The answer filed by appellee, who had become the purchaser of the assets of Mather-Hodgkins, Inc., at bankruptcy sale subsequent to the above transaction, denied that the transaction constituted an equitable assignment, and denied the authority of the officer who purportedly represented Mather-Hodgkins, Inc., to validly bind the corporation in the matter.
Testimony was taken before an examiner appointed by the court. The chancellor found in favor of the defendant and dismissed the bill. The appeal is from the final decree.
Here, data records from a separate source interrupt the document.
//! Monotonic tick source for measurement loops
//!
//! Ticks are nanoseconds from a monotonic clock. The conversion rate is
//! fixed for the lifetime of the process, so deltas taken in one session
//! stay comparable across (target, workload) pairs.

use std::time::Instant;

use crate::error::{Result, TrazarError};

/// Elapsed-tick value for one completed trial
pub type Tick = u64;

/// Fixed tick rate: one tick per nanosecond
const TICKS_PER_SECOND: u64 = 1_000_000_000;

/// Hook that blocks until a target's asynchronous rendering has completed
pub type SyncHook = Box<dyn Fn()>;

/// Monotonic high-resolution timer with an optional completion hook
///
/// The hook, when installed, runs between issuing rendering work and
/// reading the stop tick, so the measured delta covers completed work
/// rather than merely enqueued work. Targets whose completion is
/// synchronous install no hook.
pub struct TickClock {
    start: Option<Instant>,
    synchronize: Option<SyncHook>,
}

impl TickClock {
    /// Create a clock with no synchronization hook
    #[must_use]
    pub fn new() -> Self {
        Self {
            start: None,
            synchronize: None,
        }
    }

    /// Install or clear the target's completion hook
    pub fn set_synchronize(&mut self, hook: Option<SyncHook>) {
        self.synchronize = hook;
    }

    /// Ticks per second of the underlying clock
    #[must_use]
    pub fn ticks_per_second() -> u64 {
        TICKS_PER_SECOND
    }

    /// Relinquish the scheduling quantum before a measurement
    ///
    /// Called immediately before `start()` so an already-queued unrelated
    /// task runs now instead of preempting mid-measurement.
    pub fn yield_before_measurement(&self) {
        std::thread::yield_now();
    }

    /// Record the baseline tick
    pub fn start(&mut self) {
        self.start = Some(Instant::now());
    }

    /// Record the end tick and return the elapsed delta
    ///
    /// Runs the synchronization hook first when one is installed.
    ///
    /// # Errors
    /// Returns `TrazarError::TimerNotStarted` if `start()` was never
    /// called, and `TrazarError::ClockSkew` if the clock reports a stop
    /// tick before the start tick.
    pub fn stop(&mut self) -> Result<Tick> {
        if let Some(sync) = &self.synchronize {
            sync();
        }

        let start = self.start.take().ok_or(TrazarError::TimerNotStarted)?;
        let elapsed = Instant::now()
            .checked_duration_since(start)
            .ok_or(TrazarError::ClockSkew)?;

        Ok(elapsed.as_nanos() as Tick)
    }
}

impl Default for TickClock {
    fn default() -> Self {
        Self::new()
    }
}
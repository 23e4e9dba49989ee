//! # Trazar
//!
//! Trace-replay performance harness with adaptive, convergence-based
//! sampling.
//!
//! Trazar (Spanish: "to trace, to plot") replays recorded rendering
//! workloads against a set of pluggable targets and reports stable timing
//! statistics for each (target, workload) pair. Instead of a fixed trial
//! count, the measurement loop watches the relative standard deviation of
//! the samples collected so far and stops once it has stayed under 5% for
//! three consecutive trials, trading wall-clock time for statistical
//! confidence.
//!
//! ## Example
//!
//! ```rust
//! use trazar::convergence::{ConvergenceController, ConvergenceState};
//!
//! let mut ctrl = ConvergenceController::new();
//! let quiet = vec![100_u64; 6];
//!
//! let mut state = ConvergenceState::Sampling;
//! for n in 1..=quiet.len() {
//!     state = ctrl.observe(&quiet[..n]);
//! }
//! assert_eq!(state, ConvergenceState::Converged);
//! ```
//!
//! ## Architecture
//!
//! - [`clock`]: monotonic tick source with an optional completion hook
//! - [`stats`]: descriptive statistics over the growing sample buffer
//! - [`convergence`]: the adaptive stop-rule
//! - [`runner`]: the per-pair measurement loop
//! - [`target`]: rendering targets and the measurability policy
//! - [`workload`]: trace discovery and name filtering
//! - [`session`]: the target × workload driver
//!
//! Execution is strictly sequential: one pair runs to completion before
//! the next begins, because concurrent measurement would feed scheduling
//! noise into the very quantity being measured.

#![deny(missing_docs)]
#![deny(clippy::all)]
#![warn(clippy::pedantic)]
#![allow(clippy::module_name_repetitions)]
#![allow(clippy::cast_precision_loss)] // tick -> f64 for statistics is safe
#![allow(clippy::cast_possible_truncation)] // nanosecond deltas fit in u64
#![allow(clippy::must_use_candidate)]
#![allow(clippy::missing_panics_doc)]
#![allow(clippy::uninlined_format_args)]

/// Monotonic tick source for measurement loops
pub mod clock;
/// Adaptive stop-rule for the measurement loop
pub mod convergence;
/// Workload replay engine interface and the built-in trace interpreter
pub mod engine;
pub mod error;
/// Summary and raw report sinks
pub mod report;
/// Per-pair measurement loop
pub mod runner;
/// Top-level measurement session
pub mod session;
/// Descriptive statistics over sample buffers
pub mod stats;
/// Rendering targets and the measurability policy
pub mod target;
/// Workload discovery and name filtering
pub mod workload;

/// CLI command implementations (extracted for testability)
pub mod cli;

pub use error::{Result, TrazarError};
//! Report sinks for summary and raw output
//!
//! Summary lines keep the original harness's fixed-width columns so
//! existing comparison scripts keep working:
//!
//! ```text
//! [  0]    image                       shapes    0.001    0.001  0.32%  15
//! ```
//!
//! Raw mode streams every sample as it is taken, one line per
//! (target, workload) pair, prefixed with the ticks-per-millisecond
//! conversion constant.

use std::io::Write;
use std::path::Path;

use serde::{Deserialize, Serialize};

use crate::clock::{Tick, TickClock};
use crate::error::Result;
use crate::stats::Statistics;

/// Render a float the way C's `%g` does: shortest of fixed and
/// scientific notation, six significant digits, no trailing zeros.
///
/// The raw-line ticks-per-ms constant goes through this, so a
/// nanosecond clock prints as `1e+06` rather than `1000000`.
fn compact_float(value: f64) -> String {
    if value == 0.0 {
        return "0".to_string();
    }
    #[allow(clippy::cast_possible_truncation)]
    let exp = value.abs().log10().floor() as i32;
    if (-4..6).contains(&exp) {
        let precision = usize::try_from((5 - exp).max(0)).unwrap_or(0);
        let mut fixed = format!("{value:.precision$}");
        if fixed.contains('.') {
            while fixed.ends_with('0') {
                fixed.pop();
            }
            if fixed.ends_with('.') {
                fixed.pop();
            }
        }
        fixed
    } else {
        let sci = format!("{value:.5e}");
        let (mantissa, exponent) = sci.split_once('e').unwrap_or((sci.as_str(), "0"));
        let mut mantissa = mantissa.to_string();
        if mantissa.contains('.') {
            while mantissa.ends_with('0') {
                mantissa.pop();
            }
            if mantissa.ends_with('.') {
                mantissa.pop();
            }
        }
        let exponent: i32 = exponent.parse().unwrap_or(0);
        let sign = if exponent < 0 { '-' } else { '+' };
        format!("{mantissa}e{sign}{:02}", exponent.abs())
    }
}

/// One summary row, also the JSON output schema
#[derive(Debug, Clone, PartialEq, Serialize, Deserialize)]
pub struct SummaryRecord {
    /// Per-target test sequence number
    pub sequence: usize,
    /// Target name
    pub target: String,
    /// Workload logical name
    pub workload: String,
    /// Minimum elapsed time in seconds
    pub min_s: f64,
    /// Median elapsed time in seconds
    pub median_s: f64,
    /// Relative standard deviation in percent
    pub std_dev_pct: f64,
    /// Samples actually collected
    pub iterations: usize,
}

/// Writes summary and raw measurement output
///
/// Either sink may be absent: raw mode normally suppresses the summary,
/// and summary mode never produces raw lines.
pub struct Reporter {
    summary: Option<Box<dyn Write>>,
    raw: Option<Box<dyn Write>>,
    pending: Option<(usize, String, String)>,
    raw_open: bool,
    records: Vec<SummaryRecord>,
}

impl Reporter {
    /// Create a reporter over the given sinks
    #[must_use]
    pub fn new(summary: Option<Box<dyn Write>>, raw: Option<Box<dyn Write>>) -> Self {
        Self {
            summary,
            raw,
            pending: None,
            raw_open: false,
            records: Vec::new(),
        }
    }

    /// Whether raw per-sample output is enabled
    #[must_use]
    pub fn raw_enabled(&self) -> bool {
        self.raw.is_some()
    }

    /// Whether summary output is enabled
    #[must_use]
    pub fn summary_enabled(&self) -> bool {
        self.summary.is_some()
    }

    /// Emit the once-per-session column headers
    ///
    /// # Errors
    /// Propagates sink I/O failures.
    pub fn session_header(&mut self) -> Result<()> {
        if let Some(raw) = &mut self.raw {
            writeln!(
                raw,
                "[ # ] backend.content test-size ticks-per-ms time(ticks) ..."
            )?;
        }
        if let Some(summary) = &mut self.summary {
            writeln!(
                summary,
                "[ # ] {:>8} {:>28} {:>8} {:>5} {:>5} iterations",
                "backend", "test", "min(s)", "median(s)", "stddev."
            )?;
        }
        Ok(())
    }

    /// Emit the summary prefix for a pair before its measurement starts
    ///
    /// # Errors
    /// Propagates sink I/O failures.
    pub fn pair_prefix(&mut self, sequence: usize, target: &str, workload: &str) -> Result<()> {
        self.pending = Some((sequence, target.to_string(), workload.to_string()));
        if let Some(summary) = &mut self.summary {
            write!(summary, "[{sequence:3}] {target:>8} {workload:>28} ")?;
            summary.flush()?;
        }
        Ok(())
    }

    /// Stream one raw sample; the first carries the pair's line prefix
    ///
    /// # Errors
    /// Propagates sink I/O failures.
    pub fn raw_sample(
        &mut self,
        target: &str,
        content: &str,
        workload: &str,
        value: Tick,
        first: bool,
    ) -> Result<()> {
        if let Some(raw) = &mut self.raw {
            if first {
                let ticks_per_ms =
                    compact_float(TickClock::ticks_per_second() as f64 / 1000.0);
                write!(raw, "[*] {target}.{content} {workload}.0 {ticks_per_ms}")?;
            }
            write!(raw, " {value}")?;
            raw.flush()?;
            self.raw_open = true;
        }
        Ok(())
    }

    /// Terminate the pair's raw line
    ///
    /// # Errors
    /// Propagates sink I/O failures.
    pub fn raw_finish(&mut self) -> Result<()> {
        if let Some(raw) = &mut self.raw {
            writeln!(raw)?;
            raw.flush()?;
        }
        self.raw_open = false;
        Ok(())
    }

    /// Cancel a pair whose measurement failed after output began
    ///
    /// Terminates the dangling summary prefix (marking the row FAILED) and
    /// any open raw line so the next pair's record starts on its own line,
    /// and drops the pending record. Returns whether there was anything to
    /// cancel, i.e. whether the failed pair consumed a sequence label.
    ///
    /// # Errors
    /// Propagates sink I/O failures.
    pub fn pair_abort(&mut self) -> Result<bool> {
        let mut aborted = self.pending.take().is_some();
        if aborted {
            if let Some(summary) = &mut self.summary {
                writeln!(summary, "FAILED")?;
                summary.flush()?;
            }
        }
        if self.raw_open {
            self.raw_open = false;
            aborted = true;
            if let Some(raw) = &mut self.raw {
                writeln!(raw)?;
                raw.flush()?;
            }
        }
        Ok(aborted)
    }

    /// Complete the pending pair's summary line from its final statistics
    ///
    /// # Errors
    /// Propagates sink I/O failures.
    pub fn summary_stats(&mut self, stats: &Statistics) -> Result<()> {
        let tps = TickClock::ticks_per_second() as f64;
        let min_s = stats.min_ticks as f64 / tps;
        let median_s = stats.median_ticks / tps;
        let std_dev_pct = stats.std_dev * 100.0;

        if let Some((sequence, target, workload)) = self.pending.take() {
            self.records.push(SummaryRecord {
                sequence,
                target,
                workload,
                min_s,
                median_s,
                std_dev_pct,
                iterations: stats.iterations,
            });
        }

        if let Some(summary) = &mut self.summary {
            writeln!(
                summary,
                "{min_s:8.3} {median_s:8.3} {std_dev_pct:5.2}% {:3}",
                stats.iterations
            )?;
            summary.flush()?;
        }
        Ok(())
    }

    /// Print a workload's logical name (listing mode)
    ///
    /// # Errors
    /// Propagates sink I/O failures.
    pub fn list_name(&mut self, name: &str) -> Result<()> {
        if let Some(summary) = &mut self.summary {
            writeln!(summary, "{name}")?;
        }
        Ok(())
    }

    /// Summary records collected so far
    #[must_use]
    pub fn records(&self) -> &[SummaryRecord] {
        &self.records
    }

    /// Write the collected summary records as JSON
    ///
    /// # Errors
    /// Propagates serialization and file I/O failures.
    pub fn write_json(&self, path: &Path) -> Result<()> {
        let json = serde_json::to_string_pretty(&self.records)?;
        std::fs::write(path, json)?;
        Ok(())
    }
}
Questions of fact only are presented by the appeal. The burden of proving the nature of the transaction, and of the authority of the officer to bind the corporation, rested upon the appellant, under the pleadings. The failure of the appellant to sustain either one of the issues presented, by a preponderance of the evidence, would be fatal to recovery by the appellant. The chancellor undoubtedly found that the appellant had not sustained the burden of proof on at least one of these issues; otherwise, he would not have found that the equities of the case were with the defendant. The question, therefore, is whether the chancellor has so clearly erred in his conclusions on the facts presented as to call for a reversal by this Court.
Even though the testimony was taken before an examiner, and findings on such testimony will not be given the same effect as the verdict of a jury, the conclusions of the chan *131 cellor on testimony so taken may not he reversed, unless it clearly appears that he has erred in such conclusions. Lluis v. Lluis, 91 Fla. 706, 108 So. 671; Weaver-Loughridge Lumber Co. v. Kirkland, et ux., 99 Fla. 426, 131 So. 784.
There is ample evidence to sustain the decree. This court is unable to say that the appellant has sustained the burden of proof cast upon him by the pleadings. The decree, therefore, should be affirmed.
It is so ordered.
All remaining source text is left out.